La collection de manuscrits de Palmyr Cordier est composée pour l’essentiel de copies sur papier en écriture devanāgarī, corrigées et annotées par lui. On trouve aussi des copies originales sur papier, provenant notamment du Cachemire, et de rares copies sur feuilles de palmier, dont une copie ancienne de l’Aṣṭāṅgahṛdayasaṃhitā de Vāgbhaṭa en écriture malayalam (BnF Sanscrit 1280). Ce texte de base des médecins de l’āyurveda est largement représenté dans la collection, plusieurs copies sont d’ailleurs accompagnées de commentaires.

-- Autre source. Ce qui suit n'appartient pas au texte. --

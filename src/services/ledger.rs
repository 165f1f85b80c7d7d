use std::sync::Arc;

use async_trait::async_trait;
use dashmap::DashMap;
use sqlx::SqlitePool;
use tokio::sync::{Mutex, OwnedMutexGuard};

use super::feed::ChangeFeed;
use super::{Reply, RequestHandler, Service, ServiceError};
use crate::models::feed::{ChangeKind, Collection};
use crate::models::ledger::{BalanceAdjustment, LedgerEntry};
use crate::models::users::Balances;
use crate::repositories::ledger::LedgerRepository;
use crate::repositories::users::UserRepository;

pub const DEFAULT_ENTRY_LIMIT: i64 = 100;

/// One async mutex per user id. Every balance mutation of a user runs while
/// holding that user's guard. Entries are dropped again once nobody holds
/// or waits for them.
#[derive(Clone, Default)]
pub struct UserLocks {
    locks: Arc<DashMap<String, Arc<Mutex<()>>>>,
}

pub struct UserLockGuard {
    guard: Option<OwnedMutexGuard<()>>,
    user_id: String,
    locks: Arc<DashMap<String, Arc<Mutex<()>>>>,
}

impl UserLocks {
    pub async fn lock(&self, user_id: &str) -> UserLockGuard {
        let mutex = self
            .locks
            .entry(user_id.to_string())
            .or_insert_with(|| Arc::new(Mutex::new(())))
            .clone();

        UserLockGuard {
            guard: Some(mutex.lock_owned().await),
            user_id: user_id.to_string(),
            locks: self.locks.clone(),
        }
    }
}

impl Drop for UserLockGuard {
    fn drop(&mut self) {
        drop(self.guard.take());
        // Only the map still points at the mutex: no holder, no waiter.
        self.locks
            .remove_if(&self.user_id, |_, mutex| Arc::strong_count(mutex) == 1);
    }
}

pub enum LedgerRequest {
    AdjustBalance {
        user_id: String,
        adjustment: BalanceAdjustment,
        response: Reply<LedgerEntry>,
    },
    GetBalances {
        user_id: String,
        response: Reply<Balances>,
    },
    ListEntries {
        user_id: String,
        limit: Option<i64>,
        response: Reply<Vec<LedgerEntry>>,
    },
}

#[derive(Clone)]
pub struct LedgerRequestHandler {
    repository: LedgerRepository,
    user_repository: UserRepository,
    locks: UserLocks,
    feed: ChangeFeed,
}

impl LedgerRequestHandler {
    pub fn new(sql_conn: SqlitePool, locks: UserLocks, feed: ChangeFeed) -> Self {
        let repository = LedgerRepository::new(sql_conn.clone());
        let user_repository = UserRepository::new(sql_conn);

        Self {
            repository,
            user_repository,
            locks,
            feed,
        }
    }

    async fn ensure_user(&self, user_id: &str) -> Result<(), ServiceError> {
        match self.user_repository.get_user_by_id(user_id).await {
            Ok(Some(_)) => Ok(()),
            Ok(None) => Err(ServiceError::NotFound(format!("user {}", user_id))),
            Err(e) => Err(ServiceError::Repository("Users".to_string(), e.to_string())),
        }
    }

    pub async fn adjust_balance(
        &self,
        user_id: &str,
        adjustment: &BalanceAdjustment,
    ) -> Result<LedgerEntry, ServiceError> {
        let _guard = self.locks.lock(user_id).await;

        let entry = self.repository.adjust(user_id, adjustment).await?;
        log::info!(
            "Balance {} {} {} for user {}: {} -> {}",
            entry.operation.as_str(),
            entry.amount,
            entry.currency,
            user_id,
            entry.balance_before,
            entry.balance_after
        );

        self.feed.publish(Collection::Ledger, &entry.id, ChangeKind::Created);
        self.feed.publish(Collection::Users, user_id, ChangeKind::Updated);
        Ok(entry)
    }

    pub async fn get_balances(&self, user_id: &str) -> Result<Balances, ServiceError> {
        self.ensure_user(user_id).await?;

        self.repository
            .get_balances(user_id)
            .await
            .map_err(|e| ServiceError::Repository("Ledger".to_string(), e.to_string()))
    }

    pub async fn list_entries(
        &self,
        user_id: &str,
        limit: Option<i64>,
    ) -> Result<Vec<LedgerEntry>, ServiceError> {
        let limit = limit.unwrap_or(DEFAULT_ENTRY_LIMIT);
        if limit <= 0 {
            return Err(ServiceError::Validation("limit must be positive".to_string()));
        }

        self.repository
            .list_entries(user_id, limit)
            .await
            .map_err(|e| ServiceError::Repository("Ledger".to_string(), e.to_string()))
    }
}

#[async_trait]
impl RequestHandler<LedgerRequest> for LedgerRequestHandler {
    async fn handle_request(&self, request: LedgerRequest) {
        match request {
            LedgerRequest::AdjustBalance {
                user_id,
                adjustment,
                response,
            } => {
                let result = self.adjust_balance(&user_id, &adjustment).await;
                if let Err(e) = &result {
                    log::warn!("Balance adjustment for {} failed: {}", user_id, e);
                }
                let _ = response.send(result);
            }
            LedgerRequest::GetBalances { user_id, response } => {
                let balances = self.get_balances(&user_id).await;
                let _ = response.send(balances);
            }
            LedgerRequest::ListEntries {
                user_id,
                limit,
                response,
            } => {
                let entries = self.list_entries(&user_id, limit).await;
                let _ = response.send(entries);
            }
        }
    }
}

pub struct LedgerService;

impl LedgerService {
    pub fn new() -> Self {
        LedgerService {}
    }
}

#[async_trait]
impl Service<LedgerRequest, LedgerRequestHandler> for LedgerService {}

On trouve aussi plusieurs copies du Yogaśataka de Nāgārjuna, recueil de compositions pharmaceutiques, dont une copiée sur un manuscrit de Bikaner accompagnée du commentaire sanskrit de Rūpanayana (BNF Sanscrit 1292). Ce même titre, attribué à une œuvre du médecin Vararūci, est aussi présent, dont une copie d’un manuscrit d’Alwar réalisée « par les soins du Paṇḍit Gośi Gangādhāra », selon une note de la main de Cordier (BNF Sanscrit 1196). Un autre ensemble présente de multiples copies, celui des traités sur le mercure (rasaśāstra), comme les Rasaratnākara de Nāgārjuna et de Nityanātha, ou le Rasaratnadīpa de Rāmarāja (BNF Sanscrit 1212). À titre de curiosité, on peut citer la présence d’un manuscrit du Rājamārttaṇḍa de Bhoja sur écorce de bouleau de l’Himalaya (Betula bhojpatra) (BNF Sanscrit 1225).

Manuscrits non médicaux

La centaine de manuscrits sanskrits de textes non médicaux est majoritairement consignée sur papier et en écriture bengalie. La poésie classique est bien représentée, de même qu’un certain nombre de grands purāṇa, de traités de poétique et de philosophie. Les copies datées sont généralement du XIXe siècle, comme le manuscrit de la Kramadīpikā de Keśavācārya daté de 1845 (BnF Sanscrit 1365), ou un Gītagovinda de Jayadeva daté de 1803 (BNF Sanscrit 1364). Les ouvrages de grammaire sanskrite, acquis sans doute à des fins de perfectionnement dans l’apprentissage de cette langue, ont aussi une large place dans cet ensemble, comme une copie datée de 1804 du Mugdhabodhavyākaraṇa de Vopadeva (BNF Sanscrit 1377). La copie la plus ancienne est certainement celle du Yajñavalkyadharmaśāstra datée de 1789, en écriture devanāgarī (BnF Sanscrit 1409).

Manuscrits bengalis

L’ensemble de six manuscrits en langue bengalie compte des copies remarquables, comme celle du Gītā- ou Pada-kalpataru, anthologie de plus de 3000 poèmes vaiṣṇava en brajabuli et en moyen-bengali (BNF Indien 966), datée de 1776 selon le colophon, ou encore une copie de la version bengalie du Rāmāyaṇa composée par Kṛttivās au XVe siècle (BnF Indien 969). La pertinence de ces acquisitions montre la très grande connaissance du monde indien que Palmyr Cordier n’a cessé de cultiver au fil de ses missions.